[ 
https://issues.apache.org/jira/browse/ARROW-6796?page=com.atlassian.jira.plugin.system.issuetabpanels:all-tabpanel
 ]

Wes McKinney closed ARROW-6796.
-------------------------------
    Resolution: Duplicate

Dup of ARROW-6060

> Certain moderately-sized (~100MB) default-Snappy-compressed Parquet files 
> take enormous memory and long time to load by pyarrow.parquet.read_table
> --------------------------------------------------------------------------------------------------------------------------------------------------
>
>                 Key: ARROW-6796
>                 URL: https://issues.apache.org/jira/browse/ARROW-6796
>             Project: Apache Arrow
>          Issue Type: Bug
>    Affects Versions: 0.14.1
>            Reporter: V Luong
>            Priority: Critical
>             Fix For: 0.15.0
>
>
> My Spark workloads produce small-to-moderately-sized Parquet files with 
> typical on-disk sizes in the order of 100-300MB, and I use PyArrow to process 
> these files further.
> Surprisingly, I find that similarly-sized Parquet files sometimes take vastly 
> different amounts of memory and time to load using 
> pyarrow.parquet.read_table.

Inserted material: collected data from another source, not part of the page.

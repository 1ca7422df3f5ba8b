//! Simulated device: synthetic telemetry without hardware

use std::sync::atomic::{AtomicBool, Ordering};
use std::sync::Arc;
use std::time::Duration;

use chrono::Utc;
use contracts::{
    IrrigationStatus, LinkItem, LinkStatus, SensorReadings, SimulatorConfig, SystemStatus,
    TelemetryRecord,
};
use rand::rngs::StdRng;
use rand::{Rng, SeedableRng};
use tokio::sync::Notify;
use tracing::{debug, info, trace};

use crate::queue::QueueProducer;

/// Chance per tick that the pump changes state
const TOGGLE_PROBABILITY: f64 = 0.2;

/// Simulated link settings
#[derive(Debug, Clone)]
pub struct SimulatedLink {
    pub(crate) interval: Duration,
    pub(crate) seed: Option<u64>,
}

impl SimulatedLink {
    pub fn new(config: &SimulatorConfig) -> Self {
        Self {
            interval: config.interval(),
            seed: config.seed,
        }
    }

    pub fn interval(&self) -> Duration {
        self.interval
    }
}

/// Synthetic record generator
///
/// Values stay in plausible field ranges: temperature 15-30 °C,
/// humidity 20-70 %, pH 5-8, all rounded to one decimal.
pub struct TelemetrySimulator {
    rng: StdRng,
    irrigation_active: bool,
    activation_started: u64,
    daily_activations: u64,
    ticks: u64,
    tick_seconds: u64,
}

impl TelemetrySimulator {
    pub fn new(seed: Option<u64>, interval: Duration) -> Self {
        let rng = match seed {
            Some(seed) => StdRng::seed_from_u64(seed),
            None => StdRng::from_rng(&mut rand::rng()),
        };
        Self {
            rng,
            irrigation_active: false,
            activation_started: 0,
            daily_activations: 0,
            ticks: 0,
            tick_seconds: interval.as_secs().max(1),
        }
    }

    /// Produce the next record
    pub fn next_record(&mut self) -> TelemetryRecord {
        self.ticks += 1;
        let device_uptime = self.ticks * self.tick_seconds;

        if self.rng.random_bool(TOGGLE_PROBABILITY) {
            self.irrigation_active = !self.irrigation_active;
            if self.irrigation_active {
                self.daily_activations += 1;
                self.activation_started = device_uptime;
            }
        }
        let irrigation_uptime = if self.irrigation_active {
            device_uptime - self.activation_started
        } else {
            0
        };

        let received_at = Utc::now();
        TelemetryRecord {
            sensors: SensorReadings {
                temperature: round1(self.rng.random_range(15.0..30.0)),
                humidity: round1(self.rng.random_range(20.0..70.0)),
                ph: round1(self.rng.random_range(5.0..8.0)),
                phosphorus_present: self.rng.random_bool(0.5),
                potassium_present: self.rng.random_bool(0.5),
                device_timestamp: Some(received_at.timestamp_millis()),
            },
            irrigation: IrrigationStatus {
                active: self.irrigation_active,
                uptime_seconds: irrigation_uptime,
                daily_activation_count: self.daily_activations,
            },
            system: SystemStatus {
                free_heap_bytes: self.rng.random_range(100_000..200_000),
                uptime_seconds: device_uptime,
                link_status: LinkStatus::Connected,
            },
            received_at,
            inferred_fields: Vec::new(),
        }
    }
}

fn round1(value: f64) -> f64 {
    (value * 10.0).round() / 10.0
}

/// Async production loop, first record is produced immediately
pub(crate) async fn simulate_loop(
    link: SimulatedLink,
    producer: QueueProducer,
    running: Arc<AtomicBool>,
    stop: Arc<Notify>,
) {
    let mut simulator = TelemetrySimulator::new(link.seed, link.interval);
    let mut ticker = tokio::time::interval(link.interval);
    ticker.set_missed_tick_behavior(tokio::time::MissedTickBehavior::Delay);
    info!(interval_ms = link.interval.as_millis() as u64, "simulated device started");

    let mut produced = 0u64;
    loop {
        tokio::select! {
            _ = ticker.tick() => {}
            _ = stop.notified() => break,
        }
        if !running.load(Ordering::Relaxed) {
            break;
        }

        let record = simulator.next_record();
        trace!(temperature = record.sensors.temperature, "simulated record");
        if producer.push(LinkItem::Record(record)).await.is_err() {
            debug!("queue closed, stopping simulator");
            break;
        }
        produced += 1;
    }

    info!(produced, "simulated device stopped");
}
#[cfg(test)]
mod tests {
    use super::*;
    use contracts::{DeviceConfig, SimulatorConfig};
    use ingestion::{LinkKind, LiveLink, SimulatedLink};
    use storage::MemoryStore;

    fn settings() -> CoordinatorSettings {
        CoordinatorSettings {
            poll_interval: Duration::from_millis(20),
            shutdown_timeout: Duration::from_secs(2),
            link_stop_timeout: Duration::from_secs(1),
        }
    }

    fn simulated(store: MemoryStore) -> Coordinator<MemoryStore> {
        let link = DeviceLink::new(
            LinkKind::Simulated(SimulatedLink::new(&SimulatorConfig {
                interval_ms: 20,
                seed: Some(11),
            })),
            16,
        );
        Coordinator::new(link, Arc::new(store), settings())
    }

    #[tokio::test]
    async fn test_start_and_stop_twice() {
        let mut coordinator = simulated(MemoryStore::new("mem"));
        assert_eq!(coordinator.state(), CoordinatorState::Stopped);

        assert_eq!(coordinator.start().await.unwrap(), StartOutcome::Started);
        assert!(coordinator.is_running());
        assert!(coordinator.link_alive());
        assert_eq!(
            coordinator.start().await.unwrap(),
            StartOutcome::AlreadyRunning
        );

        tokio::time::sleep(Duration::from_millis(200)).await;
        let first = coordinator.stop().await;
        let second = coordinator.stop().await;

        assert_eq!(first, second);
        assert!(first.readings_received > 0);
        assert_eq!(first.readings_stored, first.readings_received - first.errors);
        assert_eq!(coordinator.state(), CoordinatorState::Stopped);
        assert_eq!(coordinator.shutdown_status(), Some(&ShutdownStatus::Clean));
        assert!(!coordinator.link().is_connected());
        assert!(!coordinator.link_alive());
    }

    #[tokio::test]
    async fn test_zero_periods_do_not_stall() {
        let link = DeviceLink::new(
            LinkKind::Simulated(SimulatedLink::new(&SimulatorConfig {
                interval_ms: 0,
                seed: Some(2),
            })),
            16,
        );
        let settings = CoordinatorSettings {
            poll_interval: Duration::ZERO,
            ..settings()
        };
        let mut coordinator = Coordinator::new(link, Arc::new(MemoryStore::new("mem")), settings);

        coordinator.start().await.unwrap();
        tokio::time::sleep(Duration::from_millis(100)).await;
        assert!(coordinator.link_alive());
        let stats = coordinator.stop().await;

        assert!(stats.readings_received > 0);
        assert_eq!(coordinator.shutdown_status(), Some(&ShutdownStatus::Clean));
    }

    #[tokio::test]
    async fn test_dropped_items_accumulate_across_restarts() {
        let store = MemoryStore::new("mem");
        store.set_write_delay(Duration::from_millis(20));
        let link = DeviceLink::new(
            LinkKind::Simulated(SimulatedLink::new(&SimulatorConfig {
                interval_ms: 1,
                seed: Some(5),
            })),
            1,
        );
        let mut coordinator = Coordinator::new(link, Arc::new(store), settings());

        coordinator.start().await.unwrap();
        tokio::time::sleep(Duration::from_millis(150)).await;
        let first = coordinator.stop().await;
        assert!(first.items_dropped > 0);

        coordinator.start().await.unwrap();
        tokio::time::sleep(Duration::from_millis(150)).await;
        let second = coordinator.stop().await;

        assert!(second.items_dropped > first.items_dropped);
        assert_eq!(coordinator.statistics().items_dropped, second.items_dropped);
    }

    #[tokio::test]
    async fn test_stop_before_start() {
        let mut coordinator = simulated(MemoryStore::new("mem"));
        let stats = coordinator.stop().await;
        assert_eq!(stats, PipelineStatistics::default());
        assert!(coordinator.shutdown_status().is_none());
    }

    #[tokio::test]
    async fn test_connect_failure_leaves_stopped() {
        let link = DeviceLink::new(
            LinkKind::Live(LiveLink::new(&DeviceConfig {
                address: "/dev/no-such-soil-probe".into(),
                ..Default::default()
            })),
            4,
        );
        let mut coordinator = Coordinator::new(link, Arc::new(MemoryStore::new("mem")), settings());

        let err = coordinator.start().await.unwrap_err();
        assert!(matches!(err, CoordinatorError::Link(_)));
        assert_eq!(coordinator.state(), CoordinatorState::Stopped);
        assert!(coordinator.statistics().start_time.is_none());
    }

    #[tokio::test]
    async fn test_restart_keeps_counters() {
        let store = MemoryStore::new("mem");
        let mut coordinator = simulated(store.clone());

        coordinator.start().await.unwrap();
        tokio::time::sleep(Duration::from_millis(100)).await;
        let first = coordinator.stop().await;

        coordinator.start().await.unwrap();
        tokio::time::sleep(Duration::from_millis(100)).await;
        let second = coordinator.stop().await;

        assert_eq!(second.start_time, first.start_time);
        assert!(second.readings_received > first.readings_received);
        assert_eq!(store.reading_count() as u64, second.readings_stored);
    }

    #[tokio::test]
    async fn test_subscribe_sees_progress() {
        let mut coordinator = simulated(MemoryStore::new("mem"));
        let mut rx = coordinator.subscribe();
        coordinator.start().await.unwrap();

        tokio::time::timeout(Duration::from_secs(2), rx.changed())
            .await
            .unwrap()
            .unwrap();
        coordinator.stop().await;
        assert!(rx.borrow().start_time.is_some());
    }

    #[tokio::test]
    async fn test_generate_report() {
        let mut coordinator = simulated(MemoryStore::new("mem"));
        coordinator.start().await.unwrap();
        tokio::time::sleep(Duration::from_millis(150)).await;
        let stats = coordinator.stop().await;

        let report = coordinator
            .generate_report(Duration::from_secs(3600))
            .await
            .unwrap();
        assert_eq!(report.statistics.total_readings, stats.readings_stored);
        assert_eq!(report.pipeline.as_ref(), Some(&stats));
        assert!(report.top_alerts.len() <= 5);
    }
}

For illustration, I've uploaded 2 such parquet 
> files to s3://public-parquet-test-data/fast.snappy.parquet and 
> s3://public-parquet-test-data/slow.snappy.parquet.
> Both files have about 1.2 million rows and 450 columns and occupy 100-120MB 
> on disk. But when they are loaded by read_table:
>  * fast.snappy.parquet takes 10-15GB of memory and 5-8s to load
>  * slow.snappy.parquet takes up to 300GB (!!) of memory and 45-60s to load
> Since I have been using the default Snappy compression in all my Spark jobs, 
> it is unlikely that the files differ in the their compression levels. That 
> the on-disk sizes are similar suggests that they are similarly compressed. So 
> the fact that slow.snappy.parquet takes 10-20x amounts of resources to read 
> is very surprising.
> My benchmarking code snippet is below. I'd appreciate your help to 
> troubleshoot this matter.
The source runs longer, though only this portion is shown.